Electro-Clinical Correlations of Positive and Negative Sharp Waves on the Temporal and Central Areas in Premature Infants

Abstract
The goal of this study on 199 premature infants (24-41 weeks CA) was to investigate the electro-clinical correlations of positive and negative sharp waves, comparing those from the temporal and central areas. Positive discharges were seen more often less than 30 weeks CA and the negative type greater than 30 weeks. Patients without sharp waves rarely have seizures and those with paroxysms often do, dependent in part on the number of these discharges. When negative sharp waves are found on the frontal or occipital areas, where they uncommonly occur, the incidence of seizure almost doubles, compared to those on the central or temporal areas. Periventricular leukomalacia (PVL) was seen in less than one fourth of all patients, increasing to 32% with negative sharp waves, but nearly doubling the latter incidence with positive paroxysms, seen especially on the temporal, rather than central areas. Positive discharges were seen much more frequently with stage III-IV hemorrhage (Hg) than in stage I-II and these were mainly temporal, not central in location. Seizures and Hg were related only with grade III-IV, not with grade I-II Hg.

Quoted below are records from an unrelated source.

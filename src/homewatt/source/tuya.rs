// Homewatt - Household energy telemetry collector and process supervisor
//
// Copyright 2026 The Homewatt Authors
//
// This program is free software: you can redistribute it and/or modify
// it under the terms of the GNU General Public License as published by
// the Free Software Foundation, either version 3 of the License, or
// (at your option) any later version.
//
// This program is distributed in the hope that it will be useful,
// but WITHOUT ANY WARRANTY; without even the implied warranty of
// MERCHANTABILITY or FITNESS FOR A PARTICULAR PURPOSE.  See the
// GNU General Public License for more details.
//
// You should have received a copy of the GNU General Public License
// along with this program.  If not, see <http://www.gnu.org/licenses/>.
//

use crate::reading::{ReadingData, RoomId, SourceKind};
use crate::source::core::{check_status, http_client, Source, SourceError, SourceErrorKind};
use async_trait::async_trait;
use hmac::{Hmac, Mac};
use serde::de::DeserializeOwned;
use serde::Deserialize;
use sha2::{Digest, Sha256};
use std::collections::BTreeMap;
use std::fmt::{self, Debug, Formatter};
use std::time::Duration;

pub const DEFAULT_TUYA_ENDPOINT: &str = "https://openapi.tuyaeu.com";

const TOKEN_PATH: &str = "/v1.0/token?grant_type=1";
const SIGN_METHOD: &str = "HMAC-SHA256";

// Position of the datapoints we care about in a device status list. Heaters report
// the measured temperature in tenths of a degree, the sub-meter reports forward
// energy in hundredths of a kWh.
const HEATER_TEMPERATURE_INDEX: usize = 1;
const HEATER_TEMPERATURE_SCALE: f64 = 10.0;
const METER_ENERGY_INDEX: usize = 0;
const METER_ENERGY_SCALE: f64 = 100.0;

#[derive(Debug, Deserialize)]
struct TuyaEnvelope<T> {
    success: bool,
    #[serde(default)]
    msg: Option<String>,
    result: Option<T>,
}

#[derive(Debug, Deserialize)]
struct TokenResult {
    access_token: String,
}

#[derive(Debug, Deserialize)]
struct DataPoint {
    #[allow(dead_code)]
    code: String,
    value: serde_json::Value,
}

/// Heater thermostats and the energy sub-meter connected to the Tuya cloud.
///
/// A fresh access token is requested on every fetch. Tokens are valid for two
/// hours but requesting one per cycle keeps the client stateless.
pub struct TuyaClient {
    client: reqwest::Client,
    endpoint: String,
    access_id: String,
    access_key: String,
    heaters: Vec<(RoomId, String)>,
    meter_id: String,
}

impl TuyaClient {
    pub fn new(
        endpoint: &str,
        access_id: &str,
        access_key: &str,
        heaters: Vec<(RoomId, String)>,
        meter_id: &str,
        timeout: Duration,
    ) -> Result<Self, SourceError> {
        Ok(Self {
            client: http_client(timeout)?,
            endpoint: endpoint.trim_end_matches('/').to_owned(),
            access_id: access_id.to_owned(),
            access_key: access_key.to_owned(),
            heaters,
            meter_id: meter_id.to_owned(),
        })
    }

    async fn get<T: DeserializeOwned>(&self, path: &str, token: Option<&str>) -> Result<T, SourceError> {
        let t = chrono::Utc::now().timestamp_millis().to_string();
        let sign = request_signature(&self.access_id, &self.access_key, token.unwrap_or(""), &t, "GET", path)?;

        let mut req = self
            .client
            .get(format!("{}{}", self.endpoint, path))
            .header("client_id", &self.access_id)
            .header("sign", sign)
            .header("sign_method", SIGN_METHOD)
            .header("t", t);

        if let Some(token) = token {
            req = req.header("access_token", token);
        }

        let res = check_status(req.send().await?)?;
        let body = res.text().await?;
        unwrap_envelope(&body)
    }

    async fn device_status(&self, token: &str, device_id: &str) -> Result<Vec<DataPoint>, SourceError> {
        self.get(&format!("/v1.0/iot-03/devices/{}/status", device_id), Some(token))
            .await
    }
}

#[async_trait]
impl Source for TuyaClient {
    fn kind(&self) -> SourceKind {
        SourceKind::Appliance
    }

    async fn fetch(&self) -> Result<ReadingData, SourceError> {
        let token: TokenResult = self.get(TOKEN_PATH, None).await?;

        let mut room_temperatures = BTreeMap::new();
        for (room, device_id) in &self.heaters {
            let status = self.device_status(&token.access_token, device_id).await?;
            let temperature = scaled_value(&status, HEATER_TEMPERATURE_INDEX, HEATER_TEMPERATURE_SCALE)?;
            room_temperatures.insert(room.clone(), temperature);
        }

        let status = self.device_status(&token.access_token, &self.meter_id).await?;
        let cumulative_energy_kwh = scaled_value(&status, METER_ENERGY_INDEX, METER_ENERGY_SCALE)?;

        tracing::debug!(
            message = "fetched appliance status",
            rooms = room_temperatures.len(),
            cumulative_energy_kwh = cumulative_energy_kwh,
        );

        Ok(ReadingData::Appliance {
            cumulative_energy_kwh,
            daily_energy_kwh: 0.0,
            room_temperatures,
        })
    }
}

impl Debug for TuyaClient {
    fn fmt(&self, f: &mut Formatter<'_>) -> fmt::Result {
        f.debug_struct("TuyaClient")
            .field("endpoint", &self.endpoint)
            .field("heaters", &self.heaters.len())
            .finish()
    }
}

fn unwrap_envelope<T: DeserializeOwned>(body: &str) -> Result<T, SourceError> {
    let envelope: TuyaEnvelope<T> = serde_json::from_str(body).map_err(|e| {
        SourceError::KindMsgCause(SourceErrorKind::Payload, "malformed Tuya response", Box::new(e))
    })?;

    if !envelope.success {
        tracing::debug!(message = "Tuya request rejected", msg = ?envelope.msg);
        return Err(SourceError::KindMsg(SourceErrorKind::Status, "Tuya request rejected"));
    }

    envelope
        .result
        .ok_or(SourceError::KindMsg(SourceErrorKind::Payload, "Tuya response missing result"))
}

fn scaled_value(status: &[DataPoint], index: usize, scale: f64) -> Result<f64, SourceError> {
    status
        .get(index)
        .and_then(|dp| dp.value.as_f64())
        .map(|v| v / scale)
        .ok_or(SourceError::KindMsg(SourceErrorKind::Payload, "device status missing datapoint"))
}

/// Parse heater configuration in the form `Room name=device_id,Other room=device_id`.
pub fn parse_heaters(spec: &str) -> Vec<(RoomId, String)> {
    spec.split(',')
        .filter_map(|pair| {
            let (room, id) = pair.split_once('=')?;
            let (room, id) = (room.trim(), id.trim());
            if room.is_empty() || id.is_empty() {
                None
            } else {
                Some((room.to_owned(), id.to_owned()))
            }
        })
        .collect()
}

type HmacSha256 = Hmac<Sha256>;

/// Compute the `sign` header for a request to the Tuya OpenAPI.
///
/// The signed string is the client id, the access token (empty when requesting
/// a token), the millisecond timestamp and a canonical form of the request:
/// method, SHA256 of the (empty) body, signed headers (none) and the URL path.
fn request_signature(
    client_id: &str,
    secret: &str,
    token: &str,
    t: &str,
    method: &str,
    path: &str,
) -> Result<String, SourceError> {
    let content_hash = hex(&Sha256::digest(b""));
    let string_to_sign = format!("{}\n{}\n\n{}", method, content_hash, path);
    let payload = format!("{}{}{}{}", client_id, token, t, string_to_sign);

    Ok(hex(&hmac_sha256(secret.as_bytes(), payload.as_bytes())?).to_uppercase())
}

fn hmac_sha256(key: &[u8], msg: &[u8]) -> Result<Vec<u8>, SourceError> {
    let mut mac = HmacSha256::new_from_slice(key)
        .map_err(|_| SourceError::KindMsg(SourceErrorKind::Initialization, "invalid signing key"))?;
    mac.update(msg);
    Ok(mac.finalize().into_bytes().to_vec())
}

fn hex(bytes: &[u8]) -> String {
    bytes.iter().map(|b| format!("{:02x}", b)).collect()
}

Based on these data, positive sharp waves would predict in 69% of these infants the presence of at least one of the triad of seizures, intracerebral Hg or PVL, similar for the temporal and central locations. Follow-up studies showed that normal records at 30 weeks often changed to abnormal ones around 36 weeks. Finally, sensitivity data showed that for the positive sharp wave the highest values were for PVL, the lowest for seizures and midway for Hg, while the negative sharp waves show exactly the opposite, highest for seizures and lowest for PVL.